EXERCISE INSTRUCTIONS:
Word for word, restate every entry shown below.

[Saved entries]
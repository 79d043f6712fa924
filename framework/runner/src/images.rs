use std::sync::LazyLock;

use anyhow::Context;
use benchfleet_core::prelude::{poll, Poll, ProvisioningError};
use benchfleet_providers::prelude::{CloudApi, ImageTool};
use benchfleet_summary_model::ImagePair;
use regex::Regex;

use crate::config::{RunConfig, Timings};
use crate::context::{PublishedImages, RunContext, RunPhase};

/// Build argument that selects the base image of the workload's Dockerfile.
pub const BASE_IMAGE_ARG: &str = "BASE_IMAGE";

static VERSION_PATTERN: LazyLock<Option<Regex>> =
    LazyLock::new(|| Regex::new(r"\d+\.\d+(?:\.\d+)?(?:[a-z]+\d*)?").ok());
static TAG_UNSAFE: LazyLock<Option<Regex>> =
    LazyLock::new(|| Regex::new(r"[^A-Za-z0-9_.-]").ok());

/// Builds, pushes and verifies the `standard` and `caged` images.
pub struct ImagePublisher<'a> {
    cloud: &'a dyn CloudApi,
    images: &'a dyn ImageTool,
    config: &'a RunConfig,
    timings: &'a Timings,
}

impl<'a> ImagePublisher<'a> {
    pub fn new(
        cloud: &'a dyn CloudApi,
        images: &'a dyn ImageTool,
        config: &'a RunConfig,
        timings: &'a Timings,
    ) -> Self {
        Self {
            cloud,
            images,
            config,
            timings,
        }
    }

    pub async fn publish(&self, ctx: &mut RunContext) -> anyhow::Result<()> {
        ctx.advance(RunPhase::PublishingImages);
        let repository_uri = ctx
            .repository_uri()
            .ok_or_else(|| ProvisioningError::new("images", "no repository to push to"))?
            .to_string();

        let local_tag = format!("benchfleet-local:{}-standard", ctx.run_id());

        // Nothing here creates a cloud object, so an interrupt may cut it short.
        let published = ctx.interruptible(self.build_and_push(&local_tag, &repository_uri)).await?;
        ctx.set_published(published);

        Ok(())
    }

    async fn build_and_push(
        &self,
        local_tag: &str,
        repository_uri: &str,
    ) -> anyhow::Result<PublishedImages> {
        self.build(local_tag, &self.config.standard_base_image).await?;
        let version = self.read_version(local_tag).await?;
        log::info!("Workload runtime version is {version}");

        let images = image_pair(repository_uri, &version);
        self.images
            .tag(local_tag, &images.standard)
            .await
            .context(ProvisioningError::new("images", "tagging baseline image failed"))?;
        self.build(&images.caged, &self.config.caged_base_image).await?;

        self.login(repository_uri).await?;
        for image in [&images.standard, &images.caged] {
            self.images
                .push(image)
                .await
                .context(ProvisioningError::new("images", format!("push of {image} failed")))?;
            log::info!("Pushed {image}");
        }

        self.verify(&images).await?;
        Ok(PublishedImages { version, images })
    }

    async fn build(&self, tag: &str, base_image: &str) -> anyhow::Result<()> {
        log::info!("Building {tag} from {base_image}");
        self.images
            .build(
                &self.config.workload_source,
                tag,
                &[(BASE_IMAGE_ARG.to_string(), base_image.to_string())],
            )
            .await
            .context(ProvisioningError::new("images", format!("build of {tag} failed")))
    }

    async fn read_version(&self, image: &str) -> anyhow::Result<String> {
        let output = self
            .images
            .run_once(image, &self.config.version_command)
            .await
            .context(ProvisioningError::new("images", "running the baseline image failed"))?;

        parse_version(&output).ok_or_else(|| {
            ProvisioningError::new(
                "images",
                format!(
                    "no version in output of {:?}: {}",
                    self.config.version_command,
                    output.trim()
                ),
            )
            .into()
        })
    }

    async fn login(&self, repository_uri: &str) -> anyhow::Result<()> {
        let password = self
            .cloud
            .registry_password()
            .await
            .context(ProvisioningError::new("images", "could not get a registry password"))?;
        self.images
            .login(registry_host(repository_uri), &password)
            .await
            .context(ProvisioningError::new("images", "registry login failed"))
    }

    /// A successful push does not mean the registry lists the tag yet.
    async fn verify(&self, images: &ImagePair) -> anyhow::Result<()> {
        let wanted = [tag_of(&images.standard), tag_of(&images.caged)];
        let repository = &self.config.repository_name;

        poll(&format!("images in {repository}"), self.timings.image_visible, |_| async move {
            let tags = self.cloud.image_tags(repository).await?;
            let missing = wanted
                .iter()
                .filter(|w| !tags.iter().any(|t| t == *w))
                .copied()
                .collect::<Vec<_>>();
            Ok(if missing.is_empty() {
                Poll::Ready(())
            } else {
                Poll::Pending(format!("missing tags {}", missing.join(", ")))
            })
        })
        .await
        .context(ProvisioningError::new(
            "images",
            "pushed images never became visible in the registry",
        ))
    }
}

/// The first version-looking token in `output`, e.g. `3.12.1` from `Python 3.12.1`.
pub fn parse_version(output: &str) -> Option<String> {
    VERSION_PATTERN
        .as_ref()?
        .find(output)
        .map(|m| m.as_str().to_string())
}

pub fn image_pair(repository_uri: &str, version: &str) -> ImagePair {
    let version = sanitize_tag(version);
    ImagePair {
        standard: format!("{repository_uri}:{version}-standard"),
        caged: format!("{repository_uri}:{version}-caged"),
    }
}

fn sanitize_tag(tag: &str) -> String {
    match TAG_UNSAFE.as_ref() {
        Some(re) => re.replace_all(tag, "-").into_owned(),
        None => tag.to_string(),
    }
}

/// `host` from `host/path/repo`.
pub fn registry_host(repository_uri: &str) -> &str {
    repository_uri
        .split_once('/')
        .map_or(repository_uri, |(host, _)| host)
}

/// `tag` from `host/repo:tag`.
fn tag_of(image: &str) -> &str {
    image.rsplit_once(':').map_or(image, |(_, tag)| tag)
}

RESULT OF THE TASK:
repository 79d043f6712fa924
filename framework/runner/src/images.rs
use std::sync::LazyLock;

use anyhow::Context;
use benchfleet_core::prelude::{poll, Poll, ProvisioningError};
use benchfleet_providers::prelude::{CloudApi, ImageTool};
use benchfleet_summary_model::ImagePair;
use regex::Regex;

use crate::config::{RunConfig, Timings};
use crate::context::{PublishedImages, RunContext, RunPhase};

/// Build argument that selects the base image of the workload's Dockerfile.
pub const BASE_IMAGE_ARG: &str = "BASE_IMAGE";

static VERSION_PATTERN: LazyLock<Option<Regex>> =
    LazyLock::new(|| Regex::new(r"\d+\.\d+(?:\.\d+)?(?:[a-z]+\d*)?").ok());
static TAG_UNSAFE: LazyLock<Option<Regex>> =
    LazyLock::new(|| Regex::new(r"[^A-Za-z0-9_.-]").ok());

/// Builds, pushes and verifies the `standard` and `caged` images.
pub struct ImagePublisher<'a> {
    cloud: &'a dyn CloudApi,
    images: &'a dyn ImageTool,
    config: &'a RunConfig,
    timings: &'a Timings,
}

impl<'a> ImagePublisher<'a> {
    pub fn new(
        cloud: &'a dyn CloudApi,
        images: &'a dyn ImageTool,
        config: &'a RunConfig,
        timings: &'a Timings,
    ) -> Self {
        Self {
            cloud,
            images,
            config,
            timings,
        }
    }

    pub async fn publish(&self, ctx: &mut RunContext) -> anyhow::Result<()> {
        ctx.advance(RunPhase::PublishingImages);
        let repository_uri = ctx
            .repository_uri()
            .ok_or_else(|| ProvisioningError::new("images", "no repository to push to"))?
            .to_string();

        let local_tag = format!("benchfleet-local:{}-standard", ctx.run_id());

        // Nothing here creates a cloud object, so an interrupt may cut it short.
        let published = ctx.interruptible(self.build_and_push(&local_tag, &repository_uri)).await?;
        ctx.set_published(published);

        Ok(())
    }

    async fn build_and_push(
        &self,
        local_tag: &str,
        repository_uri: &str,
    ) -> anyhow::Result<PublishedImages> {
        self.build(local_tag, &self.config.standard_base_image).await?;
        let version = self.read_version(local_tag).await?;
        log::info!("Workload runtime version is {version}");

        let images = image_pair(repository_uri, &version);
        self.images
            .tag(local_tag, &images.standard)
            .await
            .context(ProvisioningError::new("images", "tagging baseline image failed"))?;
        self.build(&images.caged, &self.config.caged_base_image).await?;

        self.login(repository_uri).await?;
        for image in [&images.standard, &images.caged] {
            self.images
                .push(image)
                .await
                .context(ProvisioningError::new("images", format!("push of {image} failed")))?;
            log::info!("Pushed {image}");
        }

        self.verify(&images).await?;
        Ok(PublishedImages { version, images })
    }

    async fn build(&self, tag: &str, base_image: &str) -> anyhow::Result<()> {
        log::info!("Building {tag} from {base_image}");
        self.images
            .build(
                &self.config.workload_source,
                tag,
                &[(BASE_IMAGE_ARG.to_string(), base_image.to_string())],
            )
            .await
            .context(ProvisioningError::new("images", format!("build of {tag} failed")))
    }

    async fn read_version(&self, image: &str) -> anyhow::Result<String> {
        let output = self
            .images
            .run_once(image, &self.config.version_command)
            .await
            .context(ProvisioningError::new("images", "running the baseline image failed"))?;

        parse_version(&output).ok_or_else(|| {
            ProvisioningError::new(
                "images",
                format!(
                    "no version in output of {:?}: {}",
                    self.config.version_command,
                    output.trim()
                ),
            )
            .into()
        })
    }

    async fn login(&self, repository_uri: &str) -> anyhow::Result<()> {
        let password = self
            .cloud
            .registry_password()
            .await
            .context(ProvisioningError::new("images", "could not get a registry password"))?;
        self.images
            .login(registry_host(repository_uri), &password)
            .await
            .context(ProvisioningError::new("images", "registry login failed"))
    }

    /// A successful push does not mean the registry lists the tag yet.
    async fn verify(&self, images: &ImagePair) -> anyhow::Result<()> {
        let wanted = [tag_of(&images.standard), tag_of(&images.caged)];
        let repository = &self.config.repository_name;

        poll(&format!("images in {repository}"), self.timings.image_visible, |_| async move {
            let tags = self.cloud.image_tags(repository).await?;
            let missing = wanted
                .iter()
                .filter(|w| !tags.iter().any(|t| t == *w))
                .copied()
                .collect::<Vec<_>>();
            Ok(if missing.is_empty() {
                Poll::Ready(())
            } else {
                Poll::Pending(format!("missing tags {}", missing.join(", ")))
            })
        })
        .await
        .context(ProvisioningError::new(
            "images",
            "pushed images never became visible in the registry",
        ))
    }
}

/// The first version-looking token in `output`, e.g. `3.12.1` from `Python 3.12.1`.
pub fn parse_version(output: &str) -> Option<String> {
    VERSION_PATTERN
        .as_ref()?
        .find(output)
        .map(|m| m.as_str().to_string())
}

pub fn image_pair(repository_uri: &str, version: &str) -> ImagePair {
    let version = sanitize_tag(version);
    ImagePair {
        standard: format!("{repository_uri}:{version}-standard"),
        caged: format!("{repository_uri}:{version}-caged"),
    }
}

fn sanitize_tag(tag: &str) -> String {
    match TAG_UNSAFE.as_ref() {
        Some(re) => re.replace_all(tag, "-").into_owned(),
        None => tag.to_string(),
    }
}

/// `host` from `host/path/repo`.
pub fn registry_host(repository_uri: &str) -> &str {
    repository_uri
        .split_once('/')
        .map_or(repository_uri, |(host, _)| host)
}

/// `tag` from `host/repo:tag`.
fn tag_of(image: &str) -> &str {
    image.rsplit_once(':').map_or(image, |(_, tag)| tag)
}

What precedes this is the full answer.